Le vétérinaire se place dorsalement à l’animal, installé en décubitus latéral. Une main épouse la forme du diaphragme et tient le sternum afin que la pression exercée sur le thorax ne se diffuse pas dans l’abdomen et que le flux remonte bien vers les voies respiratoires supérieures. L’autre main est posée sur la partie la plus ronde et haute du thorax pour appliquer la pression pendant l’expiration. Celle-ci est forcée par la pression des mains. L’animal commence à déglutir les sécrétions qui remontent dans sa gorge. Après 5 ou 6 pressions sur le thorax, la manœuvre se termine par une séance de toux, provoquée en palpant la trachée pour expectorer les sécrétions. La manipulation est renouvelée pendant 5 à 10 minutes, puis l’animal est changé de décubitus. Enfin, il est promené afin qu’il puisse finir d’expectorer.

Ces séances de nébulisation et de kinésithérapie respiratoire sont chronophages. Cependant, notre consœur constate, par son expérience, qu’elles apportent une nette amélioration aux animaux très encombrés.

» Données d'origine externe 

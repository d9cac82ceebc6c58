use chrono::{NaiveDateTime, NaiveTime};
use serde::{Deserialize, Serialize};
use serde_json::Value;

use crate::models::UserProfile;

// -- Auth --

#[derive(Debug, Serialize)]
pub struct LoginRequest {
    pub username: String,
    pub password: String,
}

#[derive(Debug, Deserialize)]
pub struct LoginResponse {
    pub access_token: String,
    #[serde(default)]
    pub token_type: Option<String>,
    pub user: UserProfile,
}

// -- Notifications --

#[derive(Debug, Serialize)]
pub struct DeviceTokenRequest {
    pub fcm_token: String,
}

#[derive(Debug, Deserialize)]
pub struct DeviceTokenResponse {
    pub message: String,
    #[serde(default)]
    pub firebase_active: bool,
    pub id_device: Option<i64>,
}

// -- Informasi --

/// Announcement as served to the mobile app.
#[derive(Debug, Clone, Serialize, Deserialize)]
pub struct Informasi {
    pub id: i64,
    pub judul: String,
    pub deskripsi: String,
    #[serde(default)]
    pub gambar_url: Option<String>,
    #[serde(default)]
    pub priority: i32,
    /// Backend timestamps carry no offset.
    #[serde(default)]
    pub created_at: Option<NaiveDateTime>,
}

/// Response of the image upload route; `url` is server-relative.
#[derive(Debug, Deserialize)]
pub struct UploadedImage {
    pub url: String,
}

// -- Materi --

/// Course material for one class and week.
#[derive(Debug, Clone, Serialize, Deserialize)]
pub struct Materi {
    pub id_materi: i64,
    pub kode_mk: String,
    pub id_kelas: i64,
    pub minggu: i32,
    pub judul: String,
    #[serde(default)]
    pub deskripsi: Option<String>,
    #[serde(default)]
    pub nama_mk: Option<String>,
    #[serde(default)]
    pub nama_dosen: Option<String>,
    #[serde(default)]
    pub file_pdf: Option<String>,
    #[serde(default)]
    pub pdf_url: Option<String>,
    #[serde(default)]
    pub tanggal_upload: Option<NaiveDateTime>,
}

// -- Jadwal kuliah --

/// Weekday names as the backend writes them, Monday first.
pub const HARI: [&str; 7] = ["Senin", "Selasa", "Rabu", "Kamis", "Jumat", "Sabtu", "Minggu"];

/// One weekly lecture slot.
#[derive(Debug, Clone, Serialize, Deserialize)]
pub struct JadwalKuliah {
    pub id_jadwal: i64,
    pub id_kelas_mk: i64,
    pub hari: String,
    #[serde(default)]
    pub jam_mulai: Option<NaiveTime>,
    #[serde(default)]
    pub jam_selesai: Option<NaiveTime>,
    #[serde(default)]
    pub ruangan: Option<String>,
    #[serde(default)]
    pub kode_mk: Option<String>,
    #[serde(default)]
    pub nama_mk: Option<String>,
    #[serde(default)]
    pub nama_kelas: Option<String>,
    #[serde(default)]
    pub nama_dosen: Option<String>,
}

impl JadwalKuliah {
    /// Position of `hari` in the week; unknown names sort after Sunday.
    pub fn day_index(&self) -> usize {
        HARI.iter()
            .position(|d| d.eq_ignore_ascii_case(self.hari.trim()))
            .unwrap_or(HARI.len())
    }
}

// -- Errors --

/// One entry of a 422 response body.
#[derive(Debug, Clone, Deserialize)]
pub struct ValidationIssue {
    /// Path to the offending field; segments are strings or list indices.
    #[serde(default)]
    pub loc: Option<Vec<Value>>,
    pub msg: String,
}

impl ValidationIssue {
    /// `body.judul: field required`, or `unknown: ...` when no path was sent.
    pub fn describe(&self) -> String {
        let field = match &self.loc {
            Some(loc) => loc
                .iter()
                .map(|seg| match seg {
                    Value::String(s) => s.clone(),
                    other => other.to_string(),
                })
                .collect::<Vec<_>>()
                .join("."),
            None => "unknown".to_string(),
        };
        format!("{}: {}", field, self.msg)
    }
}

/// Error body shape shared by every backend route.
#[derive(Debug, Default, Deserialize)]
pub struct ErrorBody {
    #[serde(default)]
    pub detail: Option<ErrorDetail>,
    #[serde(default)]
    pub message: Option<String>,
}

#[derive(Debug, Deserialize)]
#[serde(untagged)]
pub enum ErrorDetail {
    Issues(Vec<ValidationIssue>),
    Text(String),
    Other(Value),
}

impl ErrorDetail {
    pub fn as_text(&self) -> Option<String> {
        match self {
            Self::Text(s) => Some(s.clone()),
            Self::Issues(_) => None,
            Self::Other(v) => Some(v.to_string()),
        }
    }
}
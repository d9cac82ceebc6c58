//! Session persistence across two storage backends.
//!
//! A login either lands in the durable store ("remember me") or in the
//! ephemeral one, never both. Reads check durable first, then ephemeral.

mod store;

pub use store::{SESSION_KEYS, SessionStore, keys, normalize};
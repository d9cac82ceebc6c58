use std::collections::HashMap;
use std::sync::RwLock;

use anyhow::{Result, anyhow};

use crate::StorageBackend;

/// Ephemeral backend: lives exactly as long as the process.
#[derive(Default)]
pub struct MemoryStorage {
    items: RwLock<HashMap<String, String>>,
}

impl MemoryStorage {
    pub fn new() -> Self {
        Self::default()
    }

    pub fn len(&self) -> usize {
        self.items.read().map(|items| items.len()).unwrap_or(0)
    }

    pub fn is_empty(&self) -> bool {
        self.len() == 0
    }
}

impl StorageBackend for MemoryStorage {
    fn get_item(&self, key: &str) -> Result<Option<String>> {
        let items = self
            .items
            .read()
            .map_err(|e| anyhow!("Memory storage lock poisoned: {}", e))?;
        Ok(items.get(key).cloned())
    }

    fn set_item(&self, key: &str, value: &str) -> Result<()> {
        self.items
            .write()
            .map_err(|e| anyhow!("Memory storage lock poisoned: {}", e))?
            .insert(key.to_string(), value.to_string());
        Ok(())
    }

    fn remove_item(&self, key: &str) -> Result<()> {
        self.items
            .write()
            .map_err(|e| anyhow!("Memory storage lock poisoned: {}", e))?
            .remove(key);
        Ok(())
    }
}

  • 1. Pharmacopée humaine.
  • 2. Canonne A.M., Roels E., Menard M., et al. Clinical response to 2 protocols of aerosolized gentamicin in 46 dogs with Bordetella bronchiseptica infection (2012-2018). J Vet Intern Med. 2020;34(5):2078-85.
  • 3. Pouzot-Nevoret C., Goy-Thollot I., Billet D., et al. Evaluation of a new chest physiotherapy technique in dogs with airway fluid accumulation hospitalized in an intensive care unit. J Vet Emerg Crit Care (San Antonio). 2018;28(3):213-20.
  • 4. Pouzot-Nevoret C., Magnin M., Barthélemy A., et al. Effectiveness of chest physiotherapy using passive slow expiratory techniques in dogs with airway fluid accumulation: A randomized controlled trial. J Vet Intern Med. 2021;35(3):1525-35.